> [PROBLEM DETAILS]: In the data below, find every line with the word "ModelGateway" and copy it.

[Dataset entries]
______________________________

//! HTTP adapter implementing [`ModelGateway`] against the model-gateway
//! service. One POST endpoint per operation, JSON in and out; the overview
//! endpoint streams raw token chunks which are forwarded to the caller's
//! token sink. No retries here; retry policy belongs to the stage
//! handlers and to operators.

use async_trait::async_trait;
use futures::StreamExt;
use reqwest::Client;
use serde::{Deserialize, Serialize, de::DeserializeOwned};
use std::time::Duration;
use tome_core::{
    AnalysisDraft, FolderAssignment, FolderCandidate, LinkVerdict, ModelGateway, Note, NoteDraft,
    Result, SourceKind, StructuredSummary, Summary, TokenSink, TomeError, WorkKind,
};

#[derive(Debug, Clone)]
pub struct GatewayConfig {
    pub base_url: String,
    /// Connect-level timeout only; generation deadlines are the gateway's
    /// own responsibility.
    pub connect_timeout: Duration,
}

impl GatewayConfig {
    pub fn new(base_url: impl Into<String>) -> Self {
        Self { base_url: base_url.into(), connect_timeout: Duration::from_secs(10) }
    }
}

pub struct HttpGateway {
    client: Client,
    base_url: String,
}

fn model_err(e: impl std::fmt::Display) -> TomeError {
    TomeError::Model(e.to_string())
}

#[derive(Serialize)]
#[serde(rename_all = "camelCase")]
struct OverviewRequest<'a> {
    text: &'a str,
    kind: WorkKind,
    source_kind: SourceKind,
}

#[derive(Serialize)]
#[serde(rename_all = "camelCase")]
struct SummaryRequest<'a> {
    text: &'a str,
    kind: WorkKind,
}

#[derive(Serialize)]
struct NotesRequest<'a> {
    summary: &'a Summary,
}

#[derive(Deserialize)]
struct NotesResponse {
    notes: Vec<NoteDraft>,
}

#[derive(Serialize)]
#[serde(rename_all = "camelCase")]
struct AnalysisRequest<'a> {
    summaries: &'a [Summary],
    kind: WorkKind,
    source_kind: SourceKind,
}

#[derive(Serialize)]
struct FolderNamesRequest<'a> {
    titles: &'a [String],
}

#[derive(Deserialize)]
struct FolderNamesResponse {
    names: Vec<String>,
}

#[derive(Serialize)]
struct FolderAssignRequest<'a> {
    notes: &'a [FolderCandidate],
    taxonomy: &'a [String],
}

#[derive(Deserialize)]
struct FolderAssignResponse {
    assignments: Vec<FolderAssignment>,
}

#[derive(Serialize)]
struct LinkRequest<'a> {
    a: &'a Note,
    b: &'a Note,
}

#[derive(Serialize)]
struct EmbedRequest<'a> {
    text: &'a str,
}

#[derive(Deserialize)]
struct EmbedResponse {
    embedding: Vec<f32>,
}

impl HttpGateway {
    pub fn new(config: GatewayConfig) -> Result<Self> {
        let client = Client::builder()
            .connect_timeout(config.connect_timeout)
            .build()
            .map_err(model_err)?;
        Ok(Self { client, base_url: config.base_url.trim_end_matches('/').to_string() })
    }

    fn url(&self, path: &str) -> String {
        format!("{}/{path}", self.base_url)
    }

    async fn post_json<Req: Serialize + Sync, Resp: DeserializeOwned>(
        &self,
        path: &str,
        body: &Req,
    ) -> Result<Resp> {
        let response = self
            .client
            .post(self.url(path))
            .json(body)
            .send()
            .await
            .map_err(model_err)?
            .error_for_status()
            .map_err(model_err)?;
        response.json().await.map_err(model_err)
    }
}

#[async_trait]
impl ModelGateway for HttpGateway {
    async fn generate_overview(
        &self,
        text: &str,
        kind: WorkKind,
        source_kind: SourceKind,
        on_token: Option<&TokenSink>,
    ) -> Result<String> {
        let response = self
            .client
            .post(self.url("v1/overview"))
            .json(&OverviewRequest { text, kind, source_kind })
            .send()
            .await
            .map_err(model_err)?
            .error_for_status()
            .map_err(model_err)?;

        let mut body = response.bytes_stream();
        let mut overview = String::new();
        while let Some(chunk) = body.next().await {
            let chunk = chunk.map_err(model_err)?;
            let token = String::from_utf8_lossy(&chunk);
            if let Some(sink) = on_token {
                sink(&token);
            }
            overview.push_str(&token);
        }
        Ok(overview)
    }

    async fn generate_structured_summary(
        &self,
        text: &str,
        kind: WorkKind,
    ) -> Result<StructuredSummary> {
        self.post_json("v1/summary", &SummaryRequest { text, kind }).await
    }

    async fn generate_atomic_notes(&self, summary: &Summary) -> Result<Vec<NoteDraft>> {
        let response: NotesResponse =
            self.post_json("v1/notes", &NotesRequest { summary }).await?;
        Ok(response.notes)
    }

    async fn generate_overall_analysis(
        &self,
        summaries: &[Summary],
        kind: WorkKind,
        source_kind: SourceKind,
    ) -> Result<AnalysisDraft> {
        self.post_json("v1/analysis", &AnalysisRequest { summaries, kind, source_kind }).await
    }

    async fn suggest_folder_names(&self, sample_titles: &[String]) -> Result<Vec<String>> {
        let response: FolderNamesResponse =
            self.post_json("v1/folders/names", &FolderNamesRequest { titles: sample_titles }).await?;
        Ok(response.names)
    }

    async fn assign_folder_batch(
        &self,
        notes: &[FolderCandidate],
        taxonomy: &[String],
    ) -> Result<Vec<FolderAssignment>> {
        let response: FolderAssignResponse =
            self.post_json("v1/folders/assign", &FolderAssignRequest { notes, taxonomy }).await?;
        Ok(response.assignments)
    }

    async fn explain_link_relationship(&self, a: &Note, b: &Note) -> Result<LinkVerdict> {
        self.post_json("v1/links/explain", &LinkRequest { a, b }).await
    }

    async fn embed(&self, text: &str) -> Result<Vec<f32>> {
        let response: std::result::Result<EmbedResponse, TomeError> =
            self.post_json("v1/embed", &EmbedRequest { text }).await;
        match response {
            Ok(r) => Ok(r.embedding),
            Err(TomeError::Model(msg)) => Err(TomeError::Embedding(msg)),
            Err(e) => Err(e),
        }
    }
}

______________________________

> [ANSWER BOX]:
//! HTTP adapter implementing [`ModelGateway`] against the model-gateway
    AnalysisDraft, FolderAssignment, FolderCandidate, LinkVerdict, ModelGateway, Note, NoteDraft,
impl ModelGateway for HttpGateway {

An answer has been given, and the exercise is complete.